I would have to say that it started, for me, around 6th grade. This new notion of “cool” slowly but surely made itself prevalent in this new atmosphere of middle school. Everything began to revolve around who you hung out with, what clothes you wore, which girls were interested in you, what kind of music you liked and how much could you stand out among the sea of other kids trying to quickly find their “image”.
By the time high school rolled around, popularity seemed to have grown immensely more important then it was in middle school. I never really had a strong urge to be the most popular kid in school, but it seemed that being on varsity sports from freshman year onward certainly threw me into that crowd. You get invited to all the “parties with the older kids”, your clothes begin to conform to the group you’re associated with (jocks, skaters, goths..etc), new girls begin to like you. It was almost like middle school all over again, just a different atmosphere (and with booze).
Needless to say, I followed the same pattern of choosing who I associated with, chasing girls, and drinking frequently into my college career. Nowhere else could you go kill 30 racks 5 nights a week, still make it to class, and have time for girls on the side. By every definition of Hollywood’s “College” scene you see depicted in movies such as American Pie, Animal House, and Van Wilder, I was not only doing everything right…..I was doing it exactly right! Right?

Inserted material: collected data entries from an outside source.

//! Persistence for generated outputs, their ratings, and learned patterns.
//!
//! [`FeedbackStore`] is the contract the learning engine reads and writes
//! through. [`JsonStore`] keeps everything in one JSON document, either on
//! disk or purely in memory.

use crate::providers::{SystemTimeProvider, TimeProvider};
use anyhow::{Context, Result, anyhow, bail};
use async_trait::async_trait;
use chrono::{DateTime, Utc};
use serde::{Deserialize, Serialize};
use std::fmt;
use std::fs;
use std::path::{Path, PathBuf};
use std::str::FromStr;
use std::sync::Arc;
use tokio::sync::RwLock;
use tracing::{debug, info};

#[derive(Debug, Clone, Copy, PartialEq, Eq, Hash, Serialize, Deserialize)]
#[serde(rename_all = "lowercase")]
pub enum PatternType {
    Successful,
    Failed,
}

impl fmt::Display for PatternType {
    fn fmt(&self, f: &mut fmt::Formatter<'_>) -> fmt::Result {
        f.pad(match self {
            PatternType::Successful => "successful",
            PatternType::Failed => "failed",
        })
    }
}

impl FromStr for PatternType {
    type Err = String;

    fn from_str(s: &str) -> Result<Self, Self::Err> {
        match s.trim().to_lowercase().as_str() {
            "successful" | "success" => Ok(PatternType::Successful),
            "failed" | "failure" => Ok(PatternType::Failed),
            other => Err(format!(
                "unknown pattern type '{other}' (expected successful or failed)"
            )),
        }
    }
}

/// A generation result as handed to the store.
#[derive(Debug, Clone, PartialEq, Serialize, Deserialize)]
pub struct NewOutput {
    pub prompt_text: String,
    pub language: String,
    pub model_used: Option<String>,
    pub code: String,
    pub raw_output: String,
    pub elapsed_ms: u64,
    pub success: bool,
    pub error: Option<String>,
    pub temperature: f32,
}

#[derive(Debug, Clone, PartialEq, Serialize, Deserialize)]
pub struct OutputRecord {
    pub id: u64,
    pub created_at: DateTime<Utc>,
    #[serde(flatten)]
    pub output: NewOutput,
}

#[derive(Debug, Clone, PartialEq, Eq, Serialize, Deserialize)]
pub struct NewFeedback {
    pub output_id: u64,
    pub rating: u8,
    pub comments: Option<String>,
}

#[derive(Debug, Clone, PartialEq, Eq, Serialize, Deserialize)]
struct StoredFeedback {
    id: u64,
    output_id: u64,
    rating: u8,
    comments: Option<String>,
    created_at: DateTime<Utc>,
}

/// A rating joined with the output it rates.
#[derive(Debug, Clone, PartialEq, Eq, Serialize)]
pub struct FeedbackRecord {
    pub id: u64,
    pub output_id: u64,
    pub rating: u8,
    pub language: String,
    pub model_used: Option<String>,
    pub prompt_text: String,
    pub code_snippet: String,
    pub comments: Option<String>,
    pub created_at: DateTime<Utc>,
}

#[derive(Debug, Clone, PartialEq, Serialize, Deserialize)]
pub struct LearningPattern {
    pub id: u64,
    pub language: String,
    pub pattern_type: PatternType,
    pub description: String,
    pub prompt_keywords: String,
    pub code_snippet: String,
    pub avg_rating: f64,
    pub occurrence_count: u32,
    pub confidence_score: f64,
    pub last_updated: DateTime<Utc>,
}

/// Fields of a pattern that does not exist yet.
#[derive(Debug, Clone, PartialEq)]
pub struct NewPattern {
    pub language: String,
    pub pattern_type: PatternType,
    pub description: String,
    pub prompt_keywords: String,
    pub code_snippet: String,
    pub avg_rating: f64,
    /// Stored as at least 1.
    pub occurrence_count: u32,
    pub confidence_score: f64,
    pub last_updated: DateTime<Utc>,
}

/// One mutation inside a [`FeedbackStore::commit_patterns`] batch.
#[derive(Debug, Clone, PartialEq)]
pub enum PatternChange {
    Insert(NewPattern),
    Update {
        id: u64,
        occurrence_count: u32,
        confidence_score: f64,
        last_updated: DateTime<Utc>,
    },
}

#[async_trait]
pub trait FeedbackStore: Send + Sync {
    /// Persists a generation and returns its id.
    async fn save_output(&self, output: NewOutput) -> Result<u64>;

    /// Attaches a 1..=5 rating to an existing output and returns its id.
    async fn save_feedback(&self, feedback: NewFeedback) -> Result<u64>;

    /// Feedback created at or after `since` (all when `None`), in store order.
    async fn feedback(&self, since: Option<DateTime<Utc>>) -> Result<Vec<FeedbackRecord>>;

    async fn patterns(
        &self,
        language: Option<&str>,
        pattern_type: Option<PatternType>,
    ) -> Result<Vec<LearningPattern>>;

    async fn count_patterns(&self) -> Result<usize>;

    /// Applies every change or none of them.
    async fn commit_patterns(&self, changes: Vec<PatternChange>) -> Result<()>;
}

#[derive(Debug, Default, Clone, Serialize, Deserialize)]
struct StoreData {
    #[serde(default)]
    next_id: u64,
    #[serde(default)]
    outputs: Vec<OutputRecord>,
    #[serde(default)]
    feedback: Vec<StoredFeedback>,
    #[serde(default)]
    patterns: Vec<LearningPattern>,
}

impl StoreData {
    fn allocate_id(&mut self) -> u64 {
        self.next_id += 1;
        self.next_id
    }
}

/// JSON document store. Every mutation is applied to a copy, written
/// (temp file then rename), and only then made visible.
pub struct JsonStore {
    path: Option<PathBuf>,
    data: RwLock<StoreData>,
    clock: Arc<dyn TimeProvider>,
}

impl JsonStore {
    /// A store that never touches the disk.
    pub fn in_memory() -> Self {
        Self {
            path: None,
            data: RwLock::new(StoreData::default()),
            clock: Arc::new(SystemTimeProvider),
        }
    }

    /// Opens the store at `path`, starting empty if the file does not exist.
    pub fn open(path: impl Into<PathBuf>) -> Result<Self> {
        let path = path.into();
        let data = if path.exists() {
            let content = fs::read_to_string(&path)
                .with_context(|| format!("Failed to read store: {}", path.display()))?;
            serde_json::from_str(&content)
                .with_context(|| format!("Corrupt store file: {}", path.display()))?
        } else {
            StoreData::default()
        };
        info!(
            "Store opened at {} ({} outputs, {} ratings, {} patterns)",
            path.display(),
            data.outputs.len(),
            data.feedback.len(),
            data.patterns.len()
        );
        Ok(Self {
            path: Some(path),
            data: RwLock::new(data),
            clock: Arc::new(SystemTimeProvider),
        })
    }

    pub fn with_clock(mut self, clock: Arc<dyn TimeProvider>) -> Self {
        self.clock = clock;
        self
    }

    pub fn path(&self) -> Option<&Path> {
        self.path.as_deref()
    }

    pub async fn output(&self, id: u64) -> Option<OutputRecord> {
        self.data.read().await.outputs.iter().find(|o| o.id == id).cloned()
    }

    fn persist(&self, data: &StoreData) -> Result<()> {
        let Some(path) = &self.path else {
            return Ok(());
        };
        if let Some(parent) = path.parent() {
            fs::create_dir_all(parent)?;
        }
        let tmp = path.with_extension("json.tmp");
        let content = serde_json::to_string_pretty(data)?;
        fs::write(&tmp, content).with_context(|| format!("Failed to write {}", tmp.display()))?;
        fs::rename(&tmp, path).with_context(|| format!("Failed to replace {}", path.display()))?;
        debug!("Store written to {}", path.display());
        Ok(())
    }

    /// Runs `apply` on a copy of the data and commits it if both the
    /// mutation and the write succeed.
    async fn mutate<T>(&self, apply: impl FnOnce(&mut StoreData) -> Result<T>) -> Result<T> {
        let mut guard = self.data.write().await;
        let mut next = guard.clone();
        let value = apply(&mut next)?;
        self.persist(&next)?;
        *guard = next;
        Ok(value)
    }
}

#[async_trait]
impl FeedbackStore for JsonStore {
    async fn save_output(&self, output: NewOutput) -> Result<u64> {
        let created_at = self.clock.now();
        self.mutate(|data| {
            let id = data.allocate_id();
            data.outputs.push(OutputRecord {
                id,
                created_at,
                output,
            });
            Ok(id)
        })
        .await
    }

    async fn save_feedback(&self, feedback: NewFeedback) -> Result<u64> {
        if !(1..=5).contains(&feedback.rating) {
            bail!("rating must be between 1 and 5, got {}", feedback.rating);
        }
        let created_at = self.clock.now();
        self.mutate(|data| {
            if !data.outputs.iter().any(|o| o.id == feedback.output_id) {
                bail!("no generated output with id {}", feedback.output_id);
            }
            let id = data.allocate_id();
            data.feedback.push(StoredFeedback {
                id,
                output_id: feedback.output_id,
                rating: feedback.rating,
                comments: feedback.comments,
                created_at,
            });
            Ok(id)
        })
        .await
    }

    async fn feedback(&self, since: Option<DateTime<Utc>>) -> Result<Vec<FeedbackRecord>> {
        let data = self.data.read().await;
        let records = data
            .feedback
            .iter()
            .filter(|f| since.is_none_or(|cutoff| f.created_at >= cutoff))
            .filter_map(|f| {
                let output = data.outputs.iter().find(|o| o.id == f.output_id)?;
                Some(FeedbackRecord {
                    id: f.id,
                    output_id: f.output_id,
                    rating: f.rating,
                    language: output.output.language.clone(),
                    model_used: output.output.model_used.clone(),
                    prompt_text: output.output.prompt_text.clone(),
                    code_snippet: output.output.code.clone(),
                    comments: f.comments.clone(),
                    created_at: f.created_at,
                })
            })
            .collect();
        Ok(records)
    }

    async fn patterns(
        &self,
        language: Option<&str>,
        pattern_type: Option<PatternType>,
    ) -> Result<Vec<LearningPattern>> {
        let data = self.data.read().await;
        Ok(data
            .patterns
            .iter()
            .filter(|p| language.is_none_or(|l| p.language == l))
            .filter(|p| pattern_type.is_none_or(|t| p.pattern_type == t))
            .cloned()
            .collect())
    }

    async fn count_patterns(&self) -> Result<usize> {
        Ok(self.data.read().await.patterns.len())
    }

    async fn commit_patterns(&self, changes: Vec<PatternChange>) -> Result<()> {
        if changes.is_empty() {
            return Ok(());
        }
        let count = changes.len();
        self.mutate(|data| {
            for change in changes {
                match change {
                    PatternChange::Insert(new) => {
                        let id = data.allocate_id();
                        data.patterns.push(LearningPattern {
                            id,
                            language: new.language,
                            pattern_type: new.pattern_type,
                            description: new.description,
                            prompt_keywords: new.prompt_keywords,
                            code_snippet: new.code_snippet,
                            avg_rating: new.avg_rating,
                            occurrence_count: new.occurrence_count.max(1),
                            confidence_score: new.confidence_score.clamp(0.0, 1.0),
                            last_updated: new.last_updated,
                        });
                    }
                    PatternChange::Update {
                        id,
                        occurrence_count,
                        confidence_score,
                        last_updated,
                    } => {
                        let pattern = data
                            .patterns
                            .iter_mut()
                            .find(|p| p.id == id)
                            .ok_or_else(|| anyhow!("no learning pattern with id {id}"))?;
                        pattern.occurrence_count = occurrence_count;
                        pattern.confidence_score = confidence_score.clamp(0.0, 1.0);
                        pattern.last_updated = last_updated;
                    }
                }
            }
            Ok(())
        })
        .await?;
        debug!("Committed {} pattern changes", count);
        Ok(())
    }
}
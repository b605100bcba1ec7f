//! Request and result types for a single code generation.

use serde::{Deserialize, Serialize};

pub const DEFAULT_TEMPERATURE: f32 = 0.3;
pub const DEFAULT_MAX_TOKENS: u32 = 1000;

/// What the caller wants generated.
#[derive(Debug, Clone, PartialEq, Serialize, Deserialize)]
pub struct GenerationRequest {
    pub prompt: String,
    /// Target language. Callers normally fill this in with
    /// [`detect_language`](crate::language::detect_language) when the user
    /// did not pick one.
    pub language: String,
    pub temperature: f32,
    pub max_tokens: u32,
    /// Model to use instead of the adapter's own choice.
    pub model: Option<String>,
}

impl GenerationRequest {
    pub fn new(prompt: impl Into<String>, language: impl Into<String>) -> Self {
        Self {
            prompt: prompt.into(),
            language: language.into(),
            temperature: DEFAULT_TEMPERATURE,
            max_tokens: DEFAULT_MAX_TOKENS,
            model: None,
        }
    }

    pub fn with_model(mut self, model: impl Into<String>) -> Self {
        self.model = Some(model.into());
        self
    }

    pub fn with_temperature(mut self, temperature: f32) -> Self {
        self.temperature = temperature;
        self
    }

    pub fn with_max_tokens(mut self, max_tokens: u32) -> Self {
        self.max_tokens = max_tokens;
        self
    }

    /// Reason the request cannot be sent, if any.
    pub fn validate(&self) -> Option<String> {
        if self.prompt.trim().is_empty() {
            return Some("prompt must not be empty".to_string());
        }
        if self.max_tokens == 0 {
            return Some("max_tokens must be positive".to_string());
        }
        None
    }
}

/// Outcome of a generation.
///
/// Built only through [`GenerationResult::succeeded`] and
/// [`GenerationResult::failed`]: a success never carries an error and a
/// failure never carries code.
#[derive(Debug, Clone, PartialEq, Serialize, Deserialize)]
pub struct GenerationResult {
    pub success: bool,
    pub code: String,
    pub raw_output: String,
    pub elapsed_ms: u64,
    pub model_used: Option<String>,
    pub error: Option<String>,
}

impl GenerationResult {
    pub fn succeeded(code: String, raw_output: String, elapsed_ms: u64, model: String) -> Self {
        Self {
            success: true,
            code,
            raw_output,
            elapsed_ms,
            model_used: Some(model),
            error: None,
        }
    }

    pub fn failed(error: impl Into<String>, elapsed_ms: u64, model: Option<String>) -> Self {
        Self {
            success: false,
            code: String::new(),
            raw_output: String::new(),
            elapsed_ms,
            model_used: model,
            error: Some(error.into()),
        }
    }
}
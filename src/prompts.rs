//! Instruction templates sent to every backend.

use crate::transport::ChatMessage;

const CODE_ONLY_SYSTEM: &str = "IMPORTANT: Return ONLY the code. No explanations, no markdown formatting, no instructions. Just the raw code.";
const CODE_ONLY_USER: &str = "Return ONLY the code itself. No text before or after.";

/// Per-language persona for the system message.
pub fn system_prompt(language: &str) -> String {
    let known = match language.to_lowercase().as_str() {
        "python" => "You are an expert Python developer. Generate clean, efficient Python code following PEP 8 standards.",
        "javascript" => "You are an expert JavaScript developer. Generate modern ES6+ JavaScript code.",
        "typescript" => "You are an expert TypeScript developer. Generate type-safe TypeScript code.",
        "java" => "You are an expert Java developer. Generate clean, object-oriented Java code.",
        "cpp" => "You are an expert C++ developer. Generate modern C++17/20 code.",
        "rust" => "You are an expert Rust developer. Generate safe, idiomatic Rust code.",
        "go" => "You are an expert Go developer. Generate clean, idiomatic Go code.",
        "csharp" => "You are an expert C# developer. Generate clean, modern C# code.",
        _ => {
            return format!(
                "You are an expert {language} developer. Generate clean, well-documented code."
            );
        }
    };
    known.to_string()
}

/// Messages for a buffered generation: persona plus a code-only user request.
pub fn generation_messages(language: &str, prompt: &str) -> Vec<ChatMessage> {
    vec![
        ChatMessage::system(format!("{}\n\n{CODE_ONLY_SYSTEM}", system_prompt(language))),
        ChatMessage::user(format!(
            "Generate {language} code for: {prompt}\n\n{CODE_ONLY_USER}"
        )),
    ]
}

/// Messages for a streamed generation. Streams carry the bare request only.
pub fn stream_messages(language: &str, prompt: &str) -> Vec<ChatMessage> {
    vec![ChatMessage::user(format!(
        "Generate {language} code for: {prompt}"
    ))]
}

God tries to warn people with little unpleasant nudges here and there throughout their life when He knows they’re heading down the wrong path. Looking back I can easily count 10 clear indications of such off the top of my head. The greatest thing is, however, that He will not give up on you. And for people as prideful as I was….sometimes we won’t give in until He shows us how low we have sunk. Blurred vision, alcohol radiating from my sweat, in handcuffs, with no shirt, vehicle on the tow-truck, balling my eyes out in the back of a police car was that point.
I can look back now and understand that this was all His plan from the start….it would take a massive blow to my sinfully, comfortable, irresponsible life to wake me up. Some people can accept His love easily, others need to be shown how to the hard way. I will forever be haunted by the ghost of a person I had let myself become prior to accepting Christ into my life. However, even though it may take ME half a lifetime to forgive myself for my actions, I know that in the eyes of Christ…I’m forgiven.
I pray that it wouldn’t take a life altering experience for whoever is reading this to come to know Christ…but then again…..It has been more beautifully life altering then I could have ever hoped for.
When the power of love overcomes the love of power, the world will know peace.